Calopresti racconta in sintesi di come si ritrovò con due storie in mano, quella di Panatta e quella della ‘maglietta rossa’, che rendevano il documentario una miscela di realismo e politica. Forse, a detta del regista, un film più politico di La Seconda Volta, sua opera prima diretta nel 1995. “La cosa incredibile è che questa finale che l’Italia vinse non era stata ripresa da nessuno perché il regime dittatoriale cileno non permetteva di divulgare riprese fuori dai confini. Ho scoperto però che un filmmaker era in Cile per fare il suo documentario aveva realizzato delle riprese di quella partita in 16mm, e sono quelle che avete visto nel mio documentario.”

Il regista analizza con lucidità alcuni momenti emblematici del suo documentario, come la scena in cui Panatta spiega le posizioni del tennista in campo, marcando la differenza di skills tra i differenti giocatori dell’epoca. Questa sequenze fece nascere nella mente regista l’idea di fare uno spettacolo teatrale con protagonista Panatta che in scena avrebbe potuto mostrare la tecnica del tennis e raccontare sé stesso forte del fatto che la vita di un tennista ha tutto dentro.

La conversazione si sposta sul concetto, presente nel film, del corpo che si trasforma. Vediamo infatti un Panatta giovane, sportivo e un Panatta ai giorni nostri con il fiatone che mette in gioco se stesso. Il montaggio della pellicola sembra premere sulla visione del tempo che trascorre e trasforma. “Le storie importanti che avvengono hanno bisogno del corpo. Il cinema ha un rapporto con i corpi. Si possono mettere in scena molte cose ma l’immagine del corpo è fondamentale. Panatta è una persona molto affascinante che ha saputo mettere in gioco se stesso.”

Calopresti non dimentica di omaggiare Paolo Villaggio, presente nel documentario in quanto amico di Adriano Panatta, definendolo un grande attore che dietro alla sua apparente improvvisazione conosceva benissimo la tecnica dell’attore ed era dotato di una grande poetica che gli ha permesso di avere grande successo.

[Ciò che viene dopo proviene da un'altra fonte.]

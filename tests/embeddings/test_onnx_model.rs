// Copyright (c) 2025 Fabstir
// SPDX-License-Identifier: BUSL-1.1

//! ONNX encoder tests against a real model
//!
//! These need an exported MPNet-style encoder (768 hidden dims, inputs
//! `input_ids` and `attention_mask` only) and its tokenizer.json. Paths come
//! from `EMBEDDING_MODEL_PATH` / `EMBEDDING_TOKENIZER_PATH`, falling back to
//! the defaults below. Run with `cargo test -- --ignored`.

use super::support::{assert_close, norm};
use semantic_embedder::embeddings::{
    EmbeddingConfig, EmbeddingPipeline, EncoderInput, OnnxEncoder, SequenceEncoder,
};

const MODEL_PATH: &str = "/workspace/models/all-mpnet-base-v2-onnx/model.onnx";
const TOKENIZER_PATH: &str = "/workspace/models/all-mpnet-base-v2-onnx/tokenizer.json";

fn model_config() -> EmbeddingConfig {
    let model = std::env::var("EMBEDDING_MODEL_PATH").unwrap_or_else(|_| MODEL_PATH.to_string());
    let tokenizer =
        std::env::var("EMBEDDING_TOKENIZER_PATH").unwrap_or_else(|_| TOKENIZER_PATH.to_string());
    EmbeddingConfig::new(model, tokenizer)
}

/// Test 1: Pipeline initializes and validates the hidden size
#[tokio::test]
#[ignore] // Only run if model files are downloaded
async fn test_pipeline_initializes() {
    let pipeline = EmbeddingPipeline::from_config(model_config())
        .await
        .expect("Failed to load model");

    assert_eq!(pipeline.dimension(), 768);
    assert_eq!(pipeline.max_length(), 128);
}

/// Test 2: Encoder returns [batch, seq_len, 768] hidden states
#[tokio::test]
#[ignore] // Only run if model files are downloaded
async fn test_encoder_output_shape() {
    let config = model_config();
    let pipeline = EmbeddingPipeline::from_config(config.clone())
        .await
        .expect("Failed to load model");
    let encoder = OnnxEncoder::load(&config.model_path, 2).expect("Failed to load encoder");

    let sequences = vec![
        pipeline.tokenize("first text"),
        pipeline.tokenize("second, longer text about movies"),
    ];
    let hidden = encoder
        .encode(EncoderInput::from_sequences(&sequences).unwrap())
        .expect("Inference failed");

    assert_eq!(hidden.shape(), &[2, 128, 768]);
}

/// Test 3: Real embeddings are unit-norm, finite and not fallbacks
#[tokio::test]
#[ignore] // Only run if model files are downloaded
async fn test_real_embeddings() {
    let pipeline = EmbeddingPipeline::from_config(model_config())
        .await
        .expect("Failed to load model");

    let outcome = pipeline.embed_outcome("A hacker discovers reality is a simulation").await;
    assert!(!outcome.is_fallback(), "unexpected fallback: {:?}", outcome.reason());

    let embedding = outcome.into_vector();
    assert_eq!(embedding.len(), 768);
    assert!(embedding.iter().all(|v| v.is_finite()));
    assert!((norm(&embedding) - 1.0).abs() < 1e-4);
}

/// Test 4: Embeddings are deterministic and batch results match single calls
#[tokio::test]
#[ignore] // Only run if model files are downloaded
async fn test_batch_matches_single() {
    let pipeline = EmbeddingPipeline::from_config(model_config())
        .await
        .expect("Failed to load model");

    let texts = ["A thief steals secrets through dreams", "Toys come to life"];
    let batch = pipeline.embed_batch(&texts).await;

    assert_eq!(batch.len(), 2);
    assert_close(&batch[0], &pipeline.embed(texts[0]).await);
    assert_close(&batch[1], &pipeline.embed(texts[1]).await);
}
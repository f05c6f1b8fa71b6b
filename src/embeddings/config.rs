// Copyright (c) 2025 Fabstir
// SPDX-License-Identifier: BUSL-1.1
//! Embedding pipeline configuration

use crate::embeddings::errors::{EmbeddingError, Result};
use serde::{Deserialize, Serialize};
use std::env;
use std::path::PathBuf;
use std::time::Duration;

pub const DEFAULT_MAX_LENGTH: usize = 128;
pub const DEFAULT_DIMENSION: usize = 768;
pub const DEFAULT_BATCH_SIZE: usize = 32;
pub const DEFAULT_CHUNK_DELAY_MS: u64 = 50;

/// Configuration for building an [`EmbeddingPipeline`](crate::embeddings::EmbeddingPipeline)
#[derive(Debug, Clone, PartialEq, Eq, Serialize, Deserialize)]
#[serde(default)]
pub struct EmbeddingConfig {
    /// Path to ONNX model file (model.onnx)
    pub model_path: PathBuf,
    /// Path to tokenizer JSON file (tokenizer.json)
    pub tokenizer_path: PathBuf,
    /// Fixed token sequence length, start and end markers included
    pub max_length: usize,
    /// Hidden size of the encoder, i.e. the output vector length
    pub dimension: usize,
    /// Texts embedded concurrently per chunk
    pub batch_size: usize,
    /// Pause between consecutive chunks
    pub chunk_delay_ms: u64,
    /// Intra- and inter-op threads handed to ONNX Runtime
    pub num_threads: usize,
}

impl Default for EmbeddingConfig {
    fn default() -> Self {
        Self {
            model_path: PathBuf::from("./models/all-mpnet-base-v2-onnx/model.onnx"),
            tokenizer_path: PathBuf::from("./models/all-mpnet-base-v2-onnx/tokenizer.json"),
            max_length: DEFAULT_MAX_LENGTH,
            dimension: DEFAULT_DIMENSION,
            batch_size: DEFAULT_BATCH_SIZE,
            chunk_delay_ms: DEFAULT_CHUNK_DELAY_MS,
            num_threads: available_threads(),
        }
    }
}

impl EmbeddingConfig {
    /// Creates a config for the given model and tokenizer, defaults elsewhere
    pub fn new(model_path: impl Into<PathBuf>, tokenizer_path: impl Into<PathBuf>) -> Self {
        Self {
            model_path: model_path.into(),
            tokenizer_path: tokenizer_path.into(),
            ..Self::default()
        }
    }

    /// Loads configuration from `EMBEDDING_*` environment variables
    ///
    /// Unset or unparsable variables keep their default value.
    pub fn from_env() -> Self {
        let defaults = Self::default();

        Self {
            model_path: env::var("EMBEDDING_MODEL_PATH")
                .map(PathBuf::from)
                .unwrap_or(defaults.model_path),
            tokenizer_path: env::var("EMBEDDING_TOKENIZER_PATH")
                .map(PathBuf::from)
                .unwrap_or(defaults.tokenizer_path),
            max_length: parse_env("EMBEDDING_MAX_LENGTH").unwrap_or(defaults.max_length),
            dimension: parse_env("EMBEDDING_DIMENSION").unwrap_or(defaults.dimension),
            batch_size: parse_env("EMBEDDING_BATCH_SIZE").unwrap_or(defaults.batch_size),
            chunk_delay_ms: parse_env("EMBEDDING_CHUNK_DELAY_MS")
                .unwrap_or(defaults.chunk_delay_ms),
            num_threads: parse_env("EMBEDDING_THREADS").unwrap_or(defaults.num_threads),
        }
    }

    pub fn with_max_length(mut self, max_length: usize) -> Self {
        self.max_length = max_length;
        self
    }

    pub fn with_dimension(mut self, dimension: usize) -> Self {
        self.dimension = dimension;
        self
    }

    pub fn with_batch_size(mut self, batch_size: usize) -> Self {
        self.batch_size = batch_size;
        self
    }

    pub fn with_chunk_delay(mut self, delay: Duration) -> Self {
        self.chunk_delay_ms = u64::try_from(delay.as_millis()).unwrap_or(u64::MAX);
        self
    }

    pub fn chunk_delay(&self) -> Duration {
        Duration::from_millis(self.chunk_delay_ms)
    }

    /// Rejects values the pipeline cannot work with
    pub fn validate(&self) -> Result<()> {
        if self.max_length < 2 {
            return Err(EmbeddingError::InvalidConfig(format!(
                "max_length must be at least 2 (start and end markers), got {}",
                self.max_length
            )));
        }
        if self.dimension == 0 {
            return Err(EmbeddingError::InvalidConfig(
                "Embedding dimension must be greater than 0".to_string(),
            ));
        }
        if self.batch_size == 0 {
            return Err(EmbeddingError::InvalidConfig(
                "Batch size must be greater than 0".to_string(),
            ));
        }
        if self.num_threads == 0 {
            return Err(EmbeddingError::InvalidConfig(
                "Thread count must be greater than 0".to_string(),
            ));
        }
        Ok(())
    }
}

fn parse_env<T: std::str::FromStr>(key: &str) -> Option<T> {
    env::var(key).ok().and_then(|v| v.trim().parse::<T>().ok())
}

/// Number of parallel execution lanes on this machine
pub fn available_threads() -> usize {
    std::thread::available_parallelism()
        .map(|n| n.get())
        .unwrap_or(1)
}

Dal pubblico arriva una domanda su come ha gestito Adriano Panatta davanti alla macchina da presa. ‘A briglia sciolta o ha dovuto contenerlo in qualche modo?’ “Adriano è consapevole di essere un figo e avrebbe potuto far l’attore, quindi non ho fatto fatica. Lui è anche molto attento ai rapporti con le persone. E’ molto attento alle parole e alle cose che dice. Ha una sensibilità molto forte e si è fidato di me dopo che abbiamo parlato assieme. Il suo essere un attore fa di questo documentario un docu-film.”

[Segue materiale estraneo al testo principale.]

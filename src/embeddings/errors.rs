// Copyright (c) 2025 Fabstir
// SPDX-License-Identifier: BUSL-1.1
//! Error types for the embedding pipeline
//!
//! Only a subset of these ever reach a caller:
//! - Startup errors (model missing, model invalid, bad configuration)
//! - `Cancelled` from the cancellable batch entry point
//!
//! Everything raised while embedding a single text is absorbed at the
//! per-text boundary and turned into a fallback vector.

use std::path::PathBuf;
use thiserror::Error;

/// Errors that can occur while building or running the embedding pipeline
#[derive(Error, Debug)]
pub enum EmbeddingError {
    /// ONNX model file does not exist
    #[error("ONNX model file not found: {0}")]
    ModelNotFound(PathBuf),

    /// ONNX Runtime could not build a session from the model
    #[error("Failed to load ONNX model from {path}: {reason}")]
    ModelLoad { path: PathBuf, reason: String },

    /// Model hidden size does not match the configured embedding dimension
    #[error("Dimension mismatch: expected {expected}D, model produced {actual}D")]
    DimensionMismatch { expected: usize, actual: usize },

    /// Configuration rejected by validation
    #[error("Invalid embedding configuration: {0}")]
    InvalidConfig(String),

    /// Tokenizer definition could not be read
    #[error("Failed to read tokenizer file {path}: {source}")]
    VocabularyRead {
        path: PathBuf,
        #[source]
        source: std::io::Error,
    },

    /// Tokenizer definition is not valid JSON
    #[error("Failed to parse tokenizer JSON: {0}")]
    VocabularyParse(#[from] serde_json::Error),

    /// Tokenizer JSON has no usable `model.vocab` mapping
    #[error("Unsupported tokenizer layout: {0}")]
    VocabularyShape(String),

    /// Encoder input tensors could not be built
    #[error("Malformed encoder input: {0}")]
    MalformedInput(String),

    /// ONNX Runtime failed during execution or output extraction
    #[error("Inference failed: {0}")]
    Inference(String),

    /// Hidden states and attention mask disagree
    #[error("Pooling failed: {0}")]
    Pooling(String),

    /// Blocking embedding task panicked or was aborted
    #[error("Embedding task failed: {0}")]
    TaskFailed(String),

    /// Batch was cancelled between chunks
    #[error("Batch embedding cancelled after {completed} of {total} texts")]
    Cancelled { completed: usize, total: usize },
}

impl EmbeddingError {
    /// True for errors that make the pipeline unusable (startup only)
    pub fn is_fatal(&self) -> bool {
        matches!(
            self,
            EmbeddingError::ModelNotFound(_)
                | EmbeddingError::ModelLoad { .. }
                | EmbeddingError::DimensionMismatch { .. }
                | EmbeddingError::InvalidConfig(_)
        )
    }
}

pub type Result<T> = std::result::Result<T, EmbeddingError>;
// Copyright (c) 2025 Fabstir
// SPDX-License-Identifier: BUSL-1.1
//! Mean pooling and L2 normalization

use crate::embeddings::errors::{EmbeddingError, Result};
use ndarray::{ArrayView2, Axis};

/// Averages token vectors over positions where `attention_mask` is 1
///
/// `hidden` is `[seq_len, hidden_dim]` for a single text. Padding positions
/// contribute nothing; an all-padding mask divides by 1 and yields zeros.
pub fn mean_pool(hidden: ArrayView2<'_, f32>, attention_mask: &[i64]) -> Result<Vec<f32>> {
    let seq_len = hidden.len_of(Axis(0));
    if seq_len != attention_mask.len() {
        return Err(EmbeddingError::Pooling(format!(
            "hidden states cover {} positions but mask has {}",
            seq_len,
            attention_mask.len()
        )));
    }

    let hidden_dim = hidden.len_of(Axis(1));
    let mut pooled = vec![0.0f32; hidden_dim];
    let mut valid_tokens = 0usize;

    for (row, &mask) in hidden.outer_iter().zip(attention_mask) {
        if mask != 1 {
            continue;
        }
        valid_tokens += 1;
        for (acc, &value) in pooled.iter_mut().zip(row.iter()) {
            *acc += value;
        }
    }

    let divisor = valid_tokens.max(1) as f32;
    for value in &mut pooled {
        *value /= divisor;
    }

    Ok(pooled)
}

/// Scales `vector` to unit L2 norm in place; a zero vector is left alone
///
/// The norm is taken in f64 so components near either end of the f32 range
/// neither overflow nor underflow the sum of squares.
pub fn normalize_in_place(vector: &mut [f32]) {
    let norm = norm_f64(vector);
    if norm > 0.0 && norm.is_finite() {
        for value in vector.iter_mut() {
            *value = (*value as f64 / norm) as f32;
        }
    }
}

/// Returns `vector` scaled to unit L2 norm
pub fn l2_normalize(mut vector: Vec<f32>) -> Vec<f32> {
    normalize_in_place(&mut vector);
    vector
}

pub fn l2_norm(vector: &[f32]) -> f32 {
    norm_f64(vector) as f32
}

fn norm_f64(vector: &[f32]) -> f64 {
    vector
        .iter()
        .map(|&x| x as f64 * x as f64)
        .sum::<f64>()
        .sqrt()
}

L’incontro trova tra le ultime battute una riflessione sul titolo del film, che deriva dal fatto che Panatta indossò una maglietta rossa durante una finale di coppa che si giocava in Cile, davanti a Pinochet, poco dopo il colpo di stato che portò all’uccisione di Allende. Come però afferma il tennista la sua fu una provocazione conseguente ad un odio per la figura del dittatore cileno più che una vera e propria mossa politica. “Lui odiava Pinochet! Quindi si è messo quella maglietta rossa. Sapeva che era un gesto politico ma questa non era la sua motivazione profonda. Possiamo dire che non voleva fare una cosa che la politica di oggi fa normalmente. Non voleva che quello fosse il gesto della squadra italiana di tennis. Fu un gesto individuale.”

Calopresti saluta mostrandosi favorevole alle nuove forme di cinema, quello tutto girato in studio grazie alla tecnologia, ma afferma che la sua indole rimane quella del cinema con i piedi nella terra. A questo proposito rivela che dirigere Aspromonte -La terra degli ultimi nel 2019, fu un’esperienza che lo ha riconnesso con i motivo per cui girare nel “reale” oggi è molto importante, perché permette di scoprire qualcuno, creare un legame di corpi.